Restrictive covenants allow you to do just that. They’re also vital for protecting intellectual property and customer contacts.
In this guide, we explain how to use them for your business.
What are restrictive covenants?
They’re usually in use as a separate clause in employment contracts and can differ greatly depending on the circumstances.
Businesses can choose to strengthen any restrictive covenants as employees become more senior and develop more influence.
This is rather than having a one-size fits all policy for the entire workforce.
What types of restrictive covenants are there?
There are four types you can consider:
- Non-competition: Use this so your employment contract states they cannot work for competitors for a specified period of time, within a specified geographical area.
- Non-solicitation: These prevent staff from soliciting the business of clients or customers from you, unless they’re contacted directly.
- Non-dealing: They prevent the employee from engaging with any activity with former customers or clients—regardless of who makes the first contact.
- Non-poaching: Prevents employees from encouraging former colleagues to leave you and join them in their new organisation.
While these employment restrictions provide a way for you to protect your legitimate business interests, to be enforceable a restrictive covenant must be reasonable.
If they’re drafted too widely, or place too much of a burden on the staff member, then an employee can challenge post-employment restrictive covenants.
This may be the case if the breadth of activities the employer is trying to restrict is too broad or the period of time is greater than that which is appropriate in the circumstances.
Unreasonable restrictive covenants
But what happens if a former employee breaches their restrictive covenant?
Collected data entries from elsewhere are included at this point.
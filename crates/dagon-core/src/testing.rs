//! In-memory channel and driver used by the core's tests.
//!
//! `MockDriver::run` understands a tiny `;`-separated command language so the
//! engine can be exercised end to end without processes:
//!
//! - `write <path> <text>`: write `<text>` to `<path>` in the sandbox
//! - `cat <path>`: print a file (exit 1 when missing)
//! - `echo <text>`: print text verbatim
//! - `stderr <text>`: print text to stderr
//! - `exit <code>`: stop with `<code>`
//! - `hang`: exceed the time bound
//! - `bash .dagon/checkpoint.sh <inputs>`: the checkpoint verification step

use std::collections::{BTreeMap, BTreeSet};
use std::sync::atomic::{AtomicUsize, Ordering};
use std::sync::{Arc, Mutex};
use std::time::Duration;

use chrono::Utc;
use dagon_types::backend::BackendKind;
use dagon_types::sandbox::{SandboxHandle, SandboxInfo};

use crate::channel::{join_path, ChannelError, ChannelOutput, CommandChannel, CommandRequest};
use crate::sandbox::{SandboxDriver, SandboxError, SandboxRequest, INPUTS_DIR, STAGING_DIR};
use crate::task::CHECKPOINT_SCRIPT;

// ---------------------------------------------------------------------------
// MockChannel
// ---------------------------------------------------------------------------

#[derive(Debug, Default)]
struct MockFs {
    files: BTreeMap<String, Vec<u8>>,
    dirs: BTreeSet<String>,
}

/// A host with an in-memory filesystem. Clones share the filesystem.
#[derive(Debug, Clone)]
pub struct MockChannel {
    location: String,
    fs: Arc<Mutex<MockFs>>,
    pub commands: Arc<Mutex<Vec<CommandRequest>>>,
    /// Every path passed to `write_file`, in order.
    pub writes: Arc<Mutex<Vec<String>>>,
}

impl MockChannel {
    pub fn new(location: &str) -> Self {
        Self {
            location: location.to_string(),
            fs: Arc::new(Mutex::new(MockFs::default())),
            commands: Arc::new(Mutex::new(Vec::new())),
            writes: Arc::new(Mutex::new(Vec::new())),
        }
    }

    pub fn file(&self, path: &str) -> Option<Vec<u8>> {
        self.fs.lock().unwrap().files.get(path).cloned()
    }

    pub fn put(&self, path: &str, bytes: &[u8]) {
        self.fs.lock().unwrap().files.insert(path.to_string(), bytes.to_vec());
    }

    pub fn paths_under(&self, prefix: &str) -> Vec<String> {
        let prefix = format!("{}/", prefix.trim_end_matches('/'));
        self.fs
            .lock()
            .unwrap()
            .files
            .keys()
            .filter(|p| p.starts_with(&prefix))
            .cloned()
            .collect()
    }

    fn io_error(path: &str) -> ChannelError {
        ChannelError::Io {
            path: path.to_string(),
            source: std::io::Error::new(std::io::ErrorKind::NotFound, "no such file"),
        }
    }
}

impl CommandChannel for MockChannel {
    fn location(&self) -> String {
        self.location.clone()
    }

    async fn execute(&self, request: CommandRequest) -> Result<ChannelOutput, ChannelError> {
        self.commands.lock().unwrap().push(request);
        Ok(ChannelOutput::default())
    }

    async fn read_file(&self, path: &str) -> Result<Vec<u8>, ChannelError> {
        self.file(path).ok_or_else(|| Self::io_error(path))
    }

    async fn write_file(&self, path: &str, bytes: &[u8]) -> Result<(), ChannelError> {
        self.writes.lock().unwrap().push(path.to_string());
        self.put(path, bytes);
        Ok(())
    }

    async fn create_dir(&self, path: &str) -> Result<(), ChannelError> {
        self.fs.lock().unwrap().dirs.insert(path.to_string());
        Ok(())
    }

    async fn remove_file(&self, path: &str) -> Result<(), ChannelError> {
        match self.fs.lock().unwrap().files.remove(path) {
            Some(_) => Ok(()),
            None => Err(Self::io_error(path)),
        }
    }

    async fn remove_dir(&self, path: &str) -> Result<(), ChannelError> {
        let prefix = format!("{}/", path.trim_end_matches('/'));
        let mut fs = self.fs.lock().unwrap();
        fs.files.retain(|p, _| !p.starts_with(&prefix));
        fs.dirs.retain(|d| d != path && !d.starts_with(&prefix));
        Ok(())
    }

    async fn rename(&self, from: &str, to: &str) -> Result<(), ChannelError> {
        let prefix = format!("{}/", from.trim_end_matches('/'));
        let mut fs = self.fs.lock().unwrap();
        let moved: Vec<(String, Vec<u8>)> = fs
            .files
            .iter()
            .filter(|(p, _)| p.starts_with(&prefix))
            .map(|(p, b)| (format!("{to}/{}", &p[prefix.len()..]), b.clone()))
            .collect();
        if moved.is_empty() && !fs.dirs.contains(from) {
            return Err(Self::io_error(from));
        }
        fs.files.retain(|p, _| !p.starts_with(&prefix));
        fs.files.extend(moved);
        fs.dirs.remove(from);
        fs.dirs.insert(to.to_string());
        Ok(())
    }

    async fn exists(&self, path: &str) -> Result<bool, ChannelError> {
        let fs = self.fs.lock().unwrap();
        let prefix = format!("{}/", path.trim_end_matches('/'));
        Ok(fs.files.contains_key(path)
            || fs.dirs.contains(path)
            || fs.files.keys().any(|p| p.starts_with(&prefix)))
    }
}

// ---------------------------------------------------------------------------
// MockDriver
// ---------------------------------------------------------------------------

/// Counters shared between clones of one driver.
#[derive(Debug, Default)]
pub struct MockStats {
    pub creates: AtomicUsize,
    pub runs: AtomicUsize,
    pub destroys: AtomicUsize,
    /// Number of upcoming `create` calls that fail.
    pub failing_creates: AtomicUsize,
}

#[derive(Debug, Clone)]
pub struct MockDriver {
    channel: MockChannel,
    pub stats: Arc<MockStats>,
    create_delay: Duration,
    noise: &'static [&'static str],
}

impl MockDriver {
    pub fn new(channel: MockChannel) -> Self {
        Self {
            channel,
            stats: Arc::new(MockStats::default()),
            create_delay: Duration::ZERO,
            noise: &[],
        }
    }

    pub fn with_create_delay(mut self, delay: Duration) -> Self {
        self.create_delay = delay;
        self
    }

    pub fn with_noise(mut self, markers: &'static [&'static str]) -> Self {
        self.noise = markers;
        self
    }

    pub fn creates(&self) -> usize {
        self.stats.creates.load(Ordering::SeqCst)
    }

    pub fn runs(&self) -> usize {
        self.stats.runs.load(Ordering::SeqCst)
    }

    fn interpret(&self, sandbox: &SandboxInfo, command: &str, timeout: Duration) -> Result<ChannelOutput, SandboxError> {
        let mut out = ChannelOutput::default();
        for step in command.split(';').map(str::trim).filter(|s| !s.is_empty()) {
            let (verb, rest) = step.split_once(' ').unwrap_or((step, ""));
            match verb {
                "write" => {
                    let (path, text) = rest.split_once(' ').unwrap_or((rest, ""));
                    self.channel.put(&join_path(&sandbox.working_dir, path), text.as_bytes());
                }
                "cat" => match self.channel.file(&join_path(&sandbox.working_dir, rest)) {
                    Some(bytes) => out.stdout.push_str(&String::from_utf8_lossy(&bytes)),
                    None => {
                        out.stderr.push_str(&format!("cat: {rest}: No such file or directory\n"));
                        out.code = 1;
                        return Ok(out);
                    }
                },
                "echo" => {
                    out.stdout.push_str(rest);
                    out.stdout.push('\n');
                }
                "stderr" => {
                    out.stderr.push_str(rest);
                    out.stderr.push('\n');
                }
                "exit" => {
                    out.code = rest.parse().unwrap_or(1);
                    return Ok(out);
                }
                "hang" => return Err(SandboxError::Timeout(timeout)),
                "bash" => {
                    let mut args = rest.split_whitespace();
                    if args.next() != Some(CHECKPOINT_SCRIPT) {
                        out.code = 127;
                        return Ok(out);
                    }
                    for input in args {
                        if self.channel.file(&join_path(&sandbox.working_dir, input)).is_none() {
                            out.stderr.push_str(&format!("checkpoint input missing: {input}\n"));
                            out.code = 1;
                            return Ok(out);
                        }
                    }
                    let inputs = join_path(&sandbox.working_dir, INPUTS_DIR);
                    for path in self.channel.paths_under(&inputs) {
                        if let Some(bytes) = self.channel.file(&path) {
                            let relocated = join_path(&sandbox.working_dir, &path[inputs.len() + 1..]);
                            self.channel.put(&relocated, &bytes);
                            self.channel.fs.lock().unwrap().files.remove(&path);
                        }
                    }
                }
                other => {
                    out.stderr.push_str(&format!("{other}: command not found\n"));
                    out.code = 127;
                    return Ok(out);
                }
            }
        }
        Ok(out)
    }
}

impl SandboxDriver for MockDriver {
    type Channel = MockChannel;

    fn channel(&self) -> &MockChannel {
        &self.channel
    }

    fn kind(&self) -> BackendKind {
        BackendKind::Batch
    }

    async fn create(&self, request: &SandboxRequest) -> Result<SandboxInfo, SandboxError> {
        self.stats.creates.fetch_add(1, Ordering::SeqCst);
        if !self.create_delay.is_zero() {
            tokio::time::sleep(self.create_delay).await;
        }
        let pending_failures = self.stats.failing_creates.load(Ordering::SeqCst);
        if pending_failures > 0 {
            self.stats.failing_creates.store(pending_failures - 1, Ordering::SeqCst);
            return Err(SandboxError::Provisioning("injected failure".to_string()));
        }

        let working_dir = request.working_dir_under("/mock");
        let staging_dir = join_path(&working_dir, STAGING_DIR);
        self.channel.create_dir(&working_dir).await?;
        self.channel.create_dir(&staging_dir).await?;
        Ok(SandboxInfo {
            id: request.id.clone(),
            task: request.task.clone(),
            working_dir,
            staging_dir,
            location: self.channel.location(),
            handle: SandboxHandle::Directory,
            created_at: Utc::now(),
        })
    }

    async fn run(&self, sandbox: &SandboxInfo, command: &str, timeout: Duration) -> Result<ChannelOutput, SandboxError> {
        self.stats.runs.fetch_add(1, Ordering::SeqCst);
        self.interpret(sandbox, command, timeout)
    }

    async fn read_file(&self, sandbox: &SandboxInfo, path: &str) -> Result<Vec<u8>, SandboxError> {
        let full = join_path(&sandbox.working_dir, path);
        self.channel
            .read_file(&full)
            .await
            .map_err(|e| SandboxError::staging(&full, e))
    }

    async fn write_file(&self, sandbox: &SandboxInfo, path: &str, bytes: &[u8]) -> Result<(), SandboxError> {
        self.channel
            .write_file(&join_path(&sandbox.working_dir, path), bytes)
            .await?;
        Ok(())
    }

    async fn destroy(&self, sandbox: &SandboxInfo) -> Result<(), SandboxError> {
        self.stats.destroys.fetch_add(1, Ordering::SeqCst);
        self.channel.remove_dir(&sandbox.working_dir).await?;
        Ok(())
    }

    fn noise_markers(&self) -> &'static [&'static str] {
        self.noise
    }
}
First, you must check to ensure that what you’re trying to enforce is in their employment contract.
Remember, if you attempt to enforce the covenant on the basis an ex-employee has breached a term, it may be open to the ex-employee to assert that it was unreasonable.
When assessing the reasonableness, a court will consider the position of both parties at the time it began. This is rather than the position at the time you’re seeking to make use of the covenant.
They’ll also factor in whether such employment restrictions are commonplace in the particular industry.
To avoid the risk of a ruling overturning a restrictive covenant, you should review these periodically to determine whether they’re fit for purpose.
If it does require a change, you must follow the correct procedure to amend any contractual terms (see restrictive covenants and contracts of employment for more help).
Looking for help?
Our business consultancy services can help you understand how to approach setting up restrictive covenants. Contact us today on 0800 028 2420.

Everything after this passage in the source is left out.